_ASSIGNED TASK_. A word-for-word transcription of the records is required.

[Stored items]
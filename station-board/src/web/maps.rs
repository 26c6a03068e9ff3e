//! Map links for destination stations.
//!
//! Destinations on the board link to a map search for the station name, so
//! the user can see where a train is heading.

use reqwest::Url;

const MAPS_SEARCH_BASE: &str = "https://www.google.com/maps/search/";

/// Map search URL for a place name.
///
/// The name is percent-encoded as a single path segment.
///
/// # Example
///
/// ```ignore
/// let url = maps_search_url("Tampere asema");
/// // Returns: "https://www.google.com/maps/search/Tampere%20asema"
/// ```
pub fn maps_search_url(name: &str) -> String {
    let Ok(mut url) = Url::parse(MAPS_SEARCH_BASE) else {
        return MAPS_SEARCH_BASE.to_string();
    };
    if let Ok(mut segments) = url.path_segments_mut() {
        segments.pop_if_empty().push(name.trim());
    }
    url.into()
}
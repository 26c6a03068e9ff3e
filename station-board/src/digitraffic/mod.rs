//! Digitraffic rail API client.
//!
//! This module provides an HTTP client for the Finnish open rail data API,
//! which serves station metadata and live train timetables.
//!
//! Key characteristics of the API:
//! - Timestamps are RFC 3339 in UTC ("2024-05-10T07:30:00.000Z")
//! - A train's `timeTableRows` cover its whole route, origin first
//! - Clients identify themselves with a `Digitraffic-User` header

mod client;
mod convert;
mod error;
mod mock;
mod types;

pub use client::{DigitrafficClient, DigitrafficConfig, LiveTrainsQuery};
pub use convert::{convert_stations, convert_train, convert_trains, parse_timestamp};
pub use error::DigitrafficError;
pub use mock::MockDigitrafficClient;
pub use types::{StationDto, TimeTableRowDto, TrainDto};

#[cfg(test)]
pub(crate) use mock::write_fixtures;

_EXERCISE ANSWER_.
filename station-board/src/web/maps.rs
repository 26c6a03068e9ff3e
//! Map links for destination stations.
//!
//! Destinations on the board link to a map search for the station name, so
//! the user can see where a train is heading.

use reqwest::Url;

const MAPS_SEARCH_BASE: &str = "https://www.google.com/maps/search/";

/// Map search URL for a place name.
///
/// The name is percent-encoded as a single path segment.
///
/// # Example
///
/// ```ignore
/// let url = maps_search_url("Tampere asema");
/// // Returns: "https://www.google.com/maps/search/Tampere%20asema"
/// ```
pub fn maps_search_url(name: &str) -> String {
    let Ok(mut url) = Url::parse(MAPS_SEARCH_BASE) else {
        return MAPS_SEARCH_BASE.to_string();
    };
    if let Ok(mut segments) = url.path_segments_mut() {
        segments.pop_if_empty().push(name.trim());
    }
    url.into()
}
repository 26c6a03068e9ff3e
filename station-board/src/digitraffic/mod.rs
//! Digitraffic rail API client.
//!
//! This module provides an HTTP client for the Finnish open rail data API,
//! which serves station metadata and live train timetables.
//!
//! Key characteristics of the API:
//! - Timestamps are RFC 3339 in UTC ("2024-05-10T07:30:00.000Z")
//! - A train's `timeTableRows` cover its whole route, origin first
//! - Clients identify themselves with a `Digitraffic-User` header

mod client;
mod convert;
mod error;
mod mock;
mod types;

pub use client::{DigitrafficClient, DigitrafficConfig, LiveTrainsQuery};
pub use convert::{convert_stations, convert_train, convert_trains, parse_timestamp};
pub use error::DigitrafficError;
pub use mock::MockDigitrafficClient;
pub use types::{StationDto, TimeTableRowDto, TrainDto};

#[cfg(test)]
pub(crate) use mock::write_fixtures;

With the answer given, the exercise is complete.